Berau  

Kesultanan Gunung Tabur Bersilaturahmi ke Baloy Mayo Adat Tidung

Foto: Berpose bersama di ruang Lamin Bantong di momen kunjungan Kesultanan Gunung Tabur di Baloy Mayo Adat Tidung. (Dok. Enews)

ENEWS BERAU •• Ketua Majelis Pemangku Adat Kesultanan Gunung Tabur, YM. Haji Adji Mulyadi bersilaturahmi ke Baloy Mayo Adat Tidung di Jalan Yaqi Bagu Turakon, Selasa (28/1/2025).

Hal tersebut menjadi momentum penting dalam mempererat hubungan antar lembaga adat di Kalimantan.



Kehadiran Mulyadi disambut hangat oleh YM Amiril Pengiran Haji Mochtar Basry Idris selaku Kepala Adat Besar Tidung Kalimantan di Baya Yampu Amiril Pengiran Djamaloel Qiram.

Rangkaian acara dimulai dari ruang Lamin Bantong depan Singgasana dilanjutkan dengan kunjungan ke ruang Alad Kait dan Alad Kemagot, dimana diskusi mendalam mengenai sejarah Kerajaan Tidung dan Kesultanan Gunung Tabur berlangsung penuh kehangatan.

Kesempatan ini mencerminkan pentingnya kolaborasi dan pemahaman sejarah untuk memperkuat nilai-nilai adat yang diwariskan.

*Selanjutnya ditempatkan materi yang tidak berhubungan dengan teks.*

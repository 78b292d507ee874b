//! DES section header recognition and preamble handling.
//!
//! While the parser is scanning, every normalized line is upper-cased, split on
//! whitespace and compared with the header pattern of each section in priority
//! order. Headers of tabular sections are followed by column titles and units
//! that are consumed here so the block parsers only ever see data rows.

use crate::error::{DesError, Result};
use crate::line_source::LineSource;
use crate::models::{Preamble, Section, TokenMatch};
use std::io::BufRead;
use tracing::{debug, warn};

/// Section whose header matches `line`, if any
pub fn recognize_header(line: &str) -> Option<Section> {
    let upper = line.to_uppercase();
    let tokens: Vec<&str> = upper.split_whitespace().collect();
    if tokens.is_empty() {
        return None;
    }

    Section::ALL
        .into_iter()
        .find(|section| matches_pattern(&tokens, section.header_pattern()))
}

fn matches_pattern(tokens: &[&str], (pattern, mode): (&[&str], TokenMatch)) -> bool {
    match mode {
        TokenMatch::Leading => tokens.len() >= pattern.len() && &tokens[..pattern.len()] == pattern,
        TokenMatch::Exact => tokens == pattern,
    }
}

/// Consume the preamble lines that follow the header of `section`.
///
/// Sentinel search runs on raw lines. Running out of input before the sentinel
/// appears is an error unless `lenient` is set.
pub fn discard_preamble<R: BufRead>(
    source: &mut LineSource<R>,
    section: Section,
    lenient: bool,
) -> Result<()> {
    let header_line = source.line_number();

    match section.preamble() {
        Preamble::None => Ok(()),
        Preamble::SingleLine => {
            // Nothing left to discard is not an error; the block is simply empty
            source.next_line()?;
            Ok(())
        }
        Preamble::UntilSentinel(sentinel) => {
            let mut discarded = 0usize;
            while let Some(line) = source.next_line()? {
                discarded += 1;
                if line.contains(sentinel) {
                    debug!(
                        "Discarded {} preamble line(s) for {} header at line {}",
                        discarded, section, header_line
                    );
                    return Ok(());
                }
            }

            if lenient {
                warn!(
                    "No '{}' after {} header at line {}; input ended in preamble",
                    sentinel, section, header_line
                );
                Ok(())
            } else {
                Err(DesError::UnterminatedPreamble {
                    section,
                    header_line,
                })
            }
        }
    }
}
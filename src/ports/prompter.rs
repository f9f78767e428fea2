use crate::domain::AppError;

/// Answer validator: returns the accepted value or the reason to ask again.
pub type Validator<'a> = dyn Fn(&str) -> Result<String, AppError> + 'a;

/// Port for synchronous question/answer input.
pub trait Prompter {
    /// Ask a free-text question. `Ok(None)` when the user cancelled.
    fn ask(&self, prompt: &str) -> Result<Option<String>, AppError>;

    /// Ask until `validate` accepts the answer. `Ok(None)` when the user cancelled.
    fn ask_validated(
        &self,
        prompt: &str,
        validate: &Validator<'_>,
    ) -> Result<Option<String>, AppError>;
}
//! Installer configuration loading.

use std::fs;
use std::path::{Path, PathBuf};

use crate::domain::{AppError, InstallerConfig};

/// Environment variable naming a config file when `--config` is not given.
pub const CONFIG_ENV_VAR: &str = "PLATFORM_INSTALLER_CONFIG";

/// Load the installer configuration.
///
/// Lookup order: `explicit` path, then `$PLATFORM_INSTALLER_CONFIG`, then built-in defaults.
pub fn load_config(explicit: Option<&Path>) -> Result<InstallerConfig, AppError> {
    let path = match explicit {
        Some(path) => Some(path.to_path_buf()),
        None => std::env::var_os(CONFIG_ENV_VAR).filter(|v| !v.is_empty()).map(PathBuf::from),
    };

    match path {
        Some(path) => read_config_file(&path),
        None => Ok(InstallerConfig::default()),
    }
}

/// Read and parse a config file that must exist.
pub fn read_config_file(path: &Path) -> Result<InstallerConfig, AppError> {
    if !path.is_file() {
        return Err(AppError::config_error(format!("Config file not found: {}", path.display())));
    }
    let content = fs::read_to_string(path)?;
    tracing::debug!(path = %path.display(), "loaded installer config");
    parse_config_content(&content)
}

pub fn parse_config_content(content: &str) -> Result<InstallerConfig, AppError> {
    let config: InstallerConfig = toml::from_str(content)?;
    validate(&config)?;
    Ok(config)
}

fn validate(config: &InstallerConfig) -> Result<(), AppError> {
    let required = [
        ("package_manager.program", &config.package_manager.program),
        ("package_manager.base_package", &config.package_manager.base_package),
        ("package_manager.vendor", &config.package_manager.vendor),
        ("package_manager.feature_constraint", &config.package_manager.feature_constraint),
        ("license.program", &config.license.program),
        ("database.client", &config.database.client),
        ("environment.file", &config.environment.file),
        ("environment.key", &config.environment.key),
        ("migrations.php", &config.migrations.php),
    ];
    for (name, value) in required {
        if value.trim().is_empty() {
            return Err(AppError::config_error(format!("'{name}' must not be empty")));
        }
    }

    if config.package_manager.vendor.contains('/') {
        return Err(AppError::config_error("'package_manager.vendor' must not contain '/'"));
    }
    if config.process.timeout_secs == 0 {
        return Err(AppError::config_error("'process.timeout_secs' must be greater than zero"));
    }
    Ok(())
}
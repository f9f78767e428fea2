mod console_recorder;
mod database_probe_stub;
mod license_service_stub;
mod process_runner_stub;
mod prompter_script;

pub use self::console_recorder::RecordingConsole;
pub use self::database_probe_stub::FakeDatabaseProbe;
pub use self::license_service_stub::FakeLicenseService;
pub use self::process_runner_stub::FakeProcessRunner;
pub use self::prompter_script::ScriptedPrompter;
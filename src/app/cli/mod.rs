//! CLI Adapter.

use std::path::PathBuf;

use clap::{Parser, Subcommand};

use crate::adapters::TerminalConsole;
use crate::app::commands::install::InstallMode;
use crate::app::logging;
use crate::domain::AppError;
use crate::ports::Console;

#[derive(Parser)]
#[command(name = "platform")]
#[command(version)]
#[command(about = "Installs the latest version of Platform", long_about = None)]
struct Cli {
    /// Installer config file (defaults to $PLATFORM_INSTALLER_CONFIG, then built-in defaults)
    #[arg(short, long, global = true)]
    config: Option<PathBuf>,
    /// Show diagnostic logs on stderr
    #[arg(short, long, global = true)]
    verbose: bool,
    #[command(subcommand)]
    command: Commands,
}

#[derive(Subcommand)]
enum Commands {
    /// Install the Platform. Prompts for all inputs when no arguments are given.
    #[clap(visible_alias = "i")]
    Install {
        /// Installation path
        #[arg(requires = "license_key")]
        path: Option<PathBuf>,
        /// Platform license key
        #[arg(requires = "path")]
        license_key: Option<String>,
    },
}

/// Entry point for the CLI.
pub fn run() {
    let cli = Cli::parse();
    logging::init(cli.verbose);

    let result: Result<(), AppError> = match cli.command {
        Commands::Install { path, license_key } => {
            let mode = match (path, license_key) {
                (Some(path), Some(license_key)) => InstallMode::Arguments { path, license_key },
                _ => InstallMode::Interactive,
            };
            crate::install(mode, cli.config.as_deref()).map(|_| ())
        }
    };

    if let Err(e) = result {
        TerminalConsole::new().error(&format!("Error: {}", e));
        std::process::exit(1);
    }
}
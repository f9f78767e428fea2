//! Fake `composer`, `php` and license decoder scripts for end-to-end runs.

use std::fs;
use std::os::unix::fs::PermissionsExt;
use std::path::{Path, PathBuf};

/// License key the fake decoder accepts.
pub(crate) const VALID_KEY: &str = "VALID-KEY";

pub(crate) struct FakeToolchain {
    pub bin_dir: PathBuf,
    /// Every composer/php invocation, one line each.
    pub log_file: PathBuf,
    /// License file paths the decoder was handed.
    pub license_log: PathBuf,
}

impl FakeToolchain {
    pub(crate) fn install(root: &Path) -> Self {
        let bin_dir = root.join("bin");
        fs::create_dir_all(&bin_dir).expect("Failed to create bin dir");
        let log_file = root.join("commands.log");
        let license_log = root.join("license.log");

        write_script(
            &bin_dir.join("composer"),
            &format!(
                r#"#!/bin/sh
echo "composer $*" >> "{log}"
case "$1" in
    create-project)
        for target in "$@"; do :; done
        mkdir -p "$target"
        cat > "$target/composer.json" <<'JSON'
{{
    "name": "ahead4-platform/base",
    "require": {{
        "php": ">=7.1"
    }}
}}
JSON
        printf 'APP_ENV=local\nDB_DATABASE=platform\n' > "$target/.env"
        echo "Installing ahead4-platform/base (dev-master)"
        ;;
    update)
        if [ -n "$FAKE_COMPOSER_FAIL" ]; then
            echo "Your requirements could not be resolved" >&2
            exit 3
        fi
        echo "Updating dependencies"
        ;;
esac
exit 0
"#,
                log = log_file.display()
            ),
        );

        write_script(
            &bin_dir.join("php"),
            &format!(
                "#!/bin/sh\necho \"php $*\" >> \"{log}\"\nexit 0\n",
                log = log_file.display()
            ),
        );

        write_script(
            &bin_dir.join("platform-license"),
            &format!(
                r#"#!/bin/sh
echo "$1" >> "{log}"
if [ "$(cat "$1")" = "{key}" ]; then
    echo '{{"valid": true, "features": ["billing", "reporting"]}}'
else
    echo "signature mismatch" >&2
    exit 1
fi
"#,
                log = license_log.display(),
                key = VALID_KEY
            ),
        );

        Self { bin_dir, log_file, license_log }
    }

    /// Installer config pointing every external program at the fakes.
    pub(crate) fn config(&self, extra: &str) -> String {
        format!(
            r#"[package_manager]
program = "{bin}/composer"

[license]
program = "{bin}/platform-license"
args = []

[migrations]
php = "{bin}/php"

{extra}
"#,
            bin = self.bin_dir.display(),
            extra = extra
        )
    }

    pub(crate) fn commands(&self) -> Vec<String> {
        fs::read_to_string(&self.log_file)
            .unwrap_or_default()
            .lines()
            .map(str::to_string)
            .collect()
    }

    pub(crate) fn license_files(&self) -> Vec<PathBuf> {
        fs::read_to_string(&self.license_log)
            .unwrap_or_default()
            .lines()
            .map(PathBuf::from)
            .collect()
    }
}

fn write_script(path: &Path, content: &str) {
    fs::write(path, content).expect("Failed to write fake script");
    let mut perms = fs::metadata(path).expect("Failed to get metadata").permissions();
    perms.set_mode(0o755);
    fs::set_permissions(path, perms).expect("Failed to set permissions");
}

Setelah diskusi dan foto bersama yang dilakukan di ruang Lamin Bantong, kegiatan berlanjut ke Bayan Intamu AP. Machkuta Adji Raden Alam.

Dalam suasana santai, para tokoh adat melanjutkan pembicaraan sambil menikmati kopi, menciptakan suasana yang akrab dan penuh persaudaraan.

Momen-momen seperti ini menunjukkan bagaimana adat dan tradisi masih menjadi pengikat yang kokoh dalam menjaga keharmonisan dan kerja sama antar wilayah.

Diskusi yang berlangsung tidak hanya menjadi sarana berbagi pengetahuan, tetapi juga memperkuat rasa saling menghormati antara Kesultanan Gunung Tabur dan Lembaga Adat Besar Tidung Kalimantan.

Sebagai simbol penguatan ikatan silaturahmi, acara ini diakhiri dengan penyematan Selampoy oleh tuan rumah kepada tamu kehormatan.

Penyematan ini melambangkan rasa hormat dan komitmen bersama untuk terus menjaga hubungan erat antara kedua lembaga adat.

Kegiatan ini menjadi contoh nyata bagaimana tradisi dan nilai-nilai budaya mampu menjadi jembatan yang kuat dalam memperkokoh persatuan, khususnya di tengah keberagaman adat dan budaya Kalimantan.